* REQUIRED WORK
Where a line contains the word "break", copy that line from the records below.

* DATA EXCERPTS

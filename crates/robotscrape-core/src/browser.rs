//! Browser rendering adapter. The actual rendering engine is an opaque
//! collaborator reached over HTTP; this module is the client of that
//! service plus the distillation and block-detection logic layered on top.

use std::time::Duration;

use async_trait::async_trait;
use serde::{Deserialize, Serialize};

use crate::error::{Error, Result};
use crate::security::validate_outbound_url;
use crate::types::ExtractOptions;

const BLOCK_PATTERNS: &[&str] = &[
    "captcha",
    "verify you are human",
    "access denied",
    "unusual traffic",
    "temporarily unavailable",
    "robot check",
];

/// Raw page content returned by the render service before distillation.
#[derive(Debug, Clone, Deserialize)]
struct RenderResponse {
    html: String,
    title: Option<String>,
    description: Option<String>,
    #[serde(default)]
    screenshot_base64: Option<String>,
}

/// The distilled, LLM-ready view of a rendered page.
#[derive(Debug, Clone, Serialize)]
pub struct ScrapeResult {
    pub content: String,
    pub title: Option<String>,
    pub description: Option<String>,
    pub blocked: bool,
    pub screenshot: Option<Vec<u8>>,
    pub screenshot_type: Option<&'static str>,
}

#[async_trait]
pub trait BrowserAdapter: Send + Sync {
    async fn render(&self, url: &str, options: &ExtractOptions, max_content_chars: usize) -> Result<ScrapeResult>;
}

pub struct HttpBrowserAdapter {
    client: reqwest::Client,
    render_endpoint: String,
    default_timeout_ms: u64,
}

impl HttpBrowserAdapter {
    pub fn new(render_endpoint: impl Into<String>, default_timeout_ms: u64) -> Self {
        Self {
            client: reqwest::Client::new(),
            render_endpoint: render_endpoint.into(),
            default_timeout_ms,
        }
    }
}

#[async_trait]
impl BrowserAdapter for HttpBrowserAdapter {
    async fn render(&self, url: &str, options: &ExtractOptions, max_content_chars: usize) -> Result<ScrapeResult> {
        validate_outbound_url(url, false).await?;

        let timeout_ms = options.timeout_ms.unwrap_or(self.default_timeout_ms).clamp(1_000, 60_000);
        let wait_until = options.wait_until.as_deref().unwrap_or("domcontentloaded");

        let response = self
            .client
            .post(&self.render_endpoint)
            .timeout(Duration::from_millis(timeout_ms + 5_000))
            .json(&serde_json::json!({
                "url": url,
                "waitUntil": wait_until,
                "timeoutMs": timeout_ms,
                "screenshot": options.screenshot,
                "blockResourceTypes": ["image", "media", "font"],
            }))
            .send()
            .await
            .map_err(|e| Error::Browser(format!("render request failed: {e}")))?;

        if !response.status().is_success() {
            return Err(Error::Browser(format!(
                "render service responded with {}",
                response.status()
            )));
        }

        let body: RenderResponse = response
            .json()
            .await
            .map_err(|e| Error::Browser(format!("invalid render response: {e}")))?;

        Ok(distill(body, max_content_chars))
    }
}

fn distill(raw: RenderResponse, max_content_chars: usize) -> ScrapeResult {
    let blocked = is_blocked(&raw.html, raw.title.as_deref());
    let content = distill_content(&raw.html, raw.title.as_deref(), raw.description.as_deref(), max_content_chars);
    let screenshot = raw
        .screenshot_base64
        .as_deref()
        .and_then(|b64| base64_decode(b64).ok());

    ScrapeResult {
        content,
        title: raw.title,
        description: raw.description,
        blocked,
        screenshot_type: screenshot.as_ref().map(|_| "png"),
        screenshot,
    }
}

fn is_blocked(html: &str, title: Option<&str>) -> bool {
    let haystack = format!("{} {}", html, title.unwrap_or_default()).to_ascii_lowercase();
    BLOCK_PATTERNS.iter().any(|pattern| haystack.contains(pattern))
}

const EXCLUDED_TAGS: &[&str] = &["script", "style", "svg", "noscript", "iframe", "canvas"];
const CONTAINER_SELECTORS: &[&str] = &["main", "article", "[role=main]", "#content", "#main", ".content"];

/// Produce a lightly-structured, text-only rendering: title as an H1,
/// description, up to 20 headings, up to 40 list items, and up to 3 tables
/// of up to 10 rows, then the raw main text, capped at `max_chars`.
fn distill_content(html: &str, title: Option<&str>, description: Option<&str>, max_chars: usize) -> String {
    let stripped = strip_excluded_tags(html);
    let main = extract_container(&stripped).unwrap_or(stripped.clone());

    let mut out = String::new();
    if let Some(t) = title {
        out.push_str("# ");
        out.push_str(t.trim());
        out.push('\n');
    }
    if let Some(d) = description {
        out.push_str(d.trim());
        out.push_str("\n\n");
    }

    for heading in extract_tag_text(&main, "h1").iter().chain(extract_tag_text(&main, "h2").iter()).take(20) {
        out.push_str("## ");
        out.push_str(heading);
        out.push('\n');
    }

    for item in extract_tag_text(&main, "li").into_iter().take(40) {
        out.push_str("- ");
        out.push_str(&item);
        out.push('\n');
    }

    for table in extract_tables(&main).into_iter().take(3) {
        for row in table.into_iter().take(10) {
            out.push_str(&row.join(" | "));
            out.push('\n');
        }
        out.push('\n');
    }

    out.push_str(&plain_text(&main));

    if out.chars().count() > max_chars {
        out = out.chars().take(max_chars).collect();
    }
    out
}

fn strip_excluded_tags(html: &str) -> String {
    let mut result = html.to_string();
    for tag in EXCLUDED_TAGS {
        let open = format!("<{tag}");
        while let Some(start) = result.to_ascii_lowercase().find(&open) {
            let close_tag = format!("</{tag}>");
            if let Some(end_rel) = result[start..].to_ascii_lowercase().find(&close_tag) {
                let end = start + end_rel + close_tag.len();
                result.replace_range(start..end, "");
            } else {
                break;
            }
        }
    }
    result
}

fn extract_container(html: &str) -> Option<String> {
    for selector in CONTAINER_SELECTORS {
        let found = match *selector {
            "main" => extract_first_tag_inner(html, "main"),
            "article" => extract_first_tag_inner(html, "article"),
            "[role=main]" => extract_first_by_attr(html, |attrs| attr_equals(attrs, "role", "main")),
            "#content" => extract_first_by_attr(html, |attrs| attr_equals(attrs, "id", "content")),
            "#main" => extract_first_by_attr(html, |attrs| attr_equals(attrs, "id", "main")),
            ".content" => extract_first_by_attr(html, |attrs| attr_has_class(attrs, "content")),
            _ => None,
        };
        if found.is_some() {
            return found;
        }
    }
    None
}

fn extract_first_tag_inner(html: &str, tag: &str) -> Option<String> {
    let lower = html.to_ascii_lowercase();
    let open = format!("<{tag}");
    let start = lower.find(&open)?;
    let content_start = lower[start..].find('>')? + start + 1;
    let close = format!("</{tag}>");
    let end = lower[content_start..].find(&close)? + content_start;
    Some(html[content_start..end].to_string())
}

/// Scan every opening tag regardless of name and return the inner HTML of
/// the first one whose attribute string satisfies `attr_matches`. Used for
/// the attribute/id/class container selectors, which (unlike `main`/
/// `article`) aren't tied to a single tag name.
fn extract_first_by_attr(html: &str, attr_matches: impl Fn(&str) -> bool) -> Option<String> {
    let lower = html.to_ascii_lowercase();
    let mut pos = 0;
    while let Some(rel_lt) = lower[pos..].find('<') {
        let start = pos + rel_lt;
        if lower[start..].starts_with("</") {
            pos = start + 2;
            continue;
        }
        let Some(gt_rel) = lower[start..].find('>') else { break };
        let tag_end = start + gt_rel;
        let tag_src = html[start + 1..tag_end].trim_end_matches('/').trim_end();
        let tag_name = tag_src.split_whitespace().next().unwrap_or("").to_ascii_lowercase();
        if tag_name.is_empty() {
            pos = tag_end + 1;
            continue;
        }
        let attrs = &tag_src[tag_name.len()..];
        if attr_matches(attrs) {
            let content_start = tag_end + 1;
            let close_tag = format!("</{tag_name}>");
            if let Some(rel_end) = lower[content_start..].find(&close_tag) {
                return Some(html[content_start..content_start + rel_end].to_string());
            }
        }
        pos = tag_end + 1;
    }
    None
}

fn attr_equals(attrs: &str, name: &str, value: &str) -> bool {
    let lower = attrs.to_ascii_lowercase();
    ['"', '\''].iter().any(|quote| lower.contains(&format!("{name}={quote}{value}{quote}")))
}

fn attr_has_class(attrs: &str, class_name: &str) -> bool {
    let lower = attrs.to_ascii_lowercase();
    for quote in ['"', '\''] {
        let prefix = format!("class={quote}");
        if let Some(rel_start) = lower.find(&prefix) {
            let value_start = rel_start + prefix.len();
            if let Some(rel_end) = lower[value_start..].find(quote) {
                let classes = &lower[value_start..value_start + rel_end];
                if classes.split_whitespace().any(|c| c == class_name) {
                    return true;
                }
            }
        }
    }
    false
}

fn extract_tag_text(html: &str, tag: &str) -> Vec<String> {
    let lower = html.to_ascii_lowercase();
    let open = format!("<{tag}");
    let close = format!("</{tag}>");
    let mut out = Vec::new();
    let mut pos = 0;
    while let Some(rel_start) = lower[pos..].find(&open) {
        let start = pos + rel_start;
        let Some(gt) = lower[start..].find('>') else { break };
        let content_start = start + gt + 1;
        let Some(rel_end) = lower[content_start..].find(&close) else { break };
        let end = content_start + rel_end;
        let text = plain_text(&html[content_start..end]);
        if !text.is_empty() {
            out.push(text);
        }
        pos = end + close.len();
    }
    out
}

fn extract_tables(html: &str) -> Vec<Vec<Vec<String>>> {
    let lower = html.to_ascii_lowercase();
    let mut tables = Vec::new();
    let mut pos = 0;
    while let Some(rel_start) = lower[pos..].find("<table") {
        let start = pos + rel_start;
        let Some(end_rel) = lower[start..].find("</table>") else { break };
        let end = start + end_rel;
        let table_html = &html[start..end];
        let rows: Vec<Vec<String>> = extract_tag_text(table_html, "tr")
            .into_iter()
            .map(|row_text| row_text.split_whitespace().map(String::from).collect())
            .collect();
        if !rows.is_empty() {
            tables.push(rows);
        }
        pos = end + "</table>".len();
    }
    tables
}

fn plain_text(html: &str) -> String {
    let mut out = String::with_capacity(html.len());
    let mut in_tag = false;
    for c in html.chars() {
        match c {
            '<' => in_tag = true,
            '>' => in_tag = false,
            _ if !in_tag => out.push(c),
            _ => {}
        }
    }
    out.split_whitespace().collect::<Vec<_>>().join(" ")
}

fn base64_decode(s: &str) -> std::result::Result<Vec<u8>, ()> {
    use base64::Engine;
    base64::engine::general_purpose::STANDARD.decode(s).map_err(|_| ())
}

/// Adapter that returns a fixed result, used in unit and integration tests.
pub struct MockBrowserAdapter {
    pub result: Result<ScrapeResult>,
}

impl MockBrowserAdapter {
    pub fn ok(content: &str) -> Self {
        Self {
            result: Ok(ScrapeResult {
                content: content.to_string(),
                title: None,
                description: None,
                blocked: false,
                screenshot: None,
                screenshot_type: None,
            }),
        }
    }

    pub fn blocked() -> Self {
        Self {
            result: Ok(ScrapeResult {
                content: "Access Denied - Please verify you are human".to_string(),
                title: Some("Access Denied".to_string()),
                description: None,
                blocked: true,
                screenshot: None,
                screenshot_type: None,
            }),
        }
    }
}

#[async_trait]
impl BrowserAdapter for MockBrowserAdapter {
    async fn render(&self, _url: &str, _options: &ExtractOptions, _max_content_chars: usize) -> Result<ScrapeResult> {
        match &self.result {
            Ok(r) => Ok(ScrapeResult {
                content: r.content.clone(),
                title: r.title.clone(),
                description: r.description.clone(),
                blocked: r.blocked,
                screenshot: r.screenshot.clone(),
                screenshot_type: r.screenshot_type,
            }),
            Err(e) => Err(Error::Browser(e.to_string())),
        }
    }
}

* SOLVED PROBLEM
                break;
        let Some(gt_rel) = lower[start..].find('>') else { break };
        let Some(gt) = lower[start..].find('>') else { break };
        let Some(rel_end) = lower[content_start..].find(&close) else { break };
        let Some(end_rel) = lower[start..].find("</table>") else { break };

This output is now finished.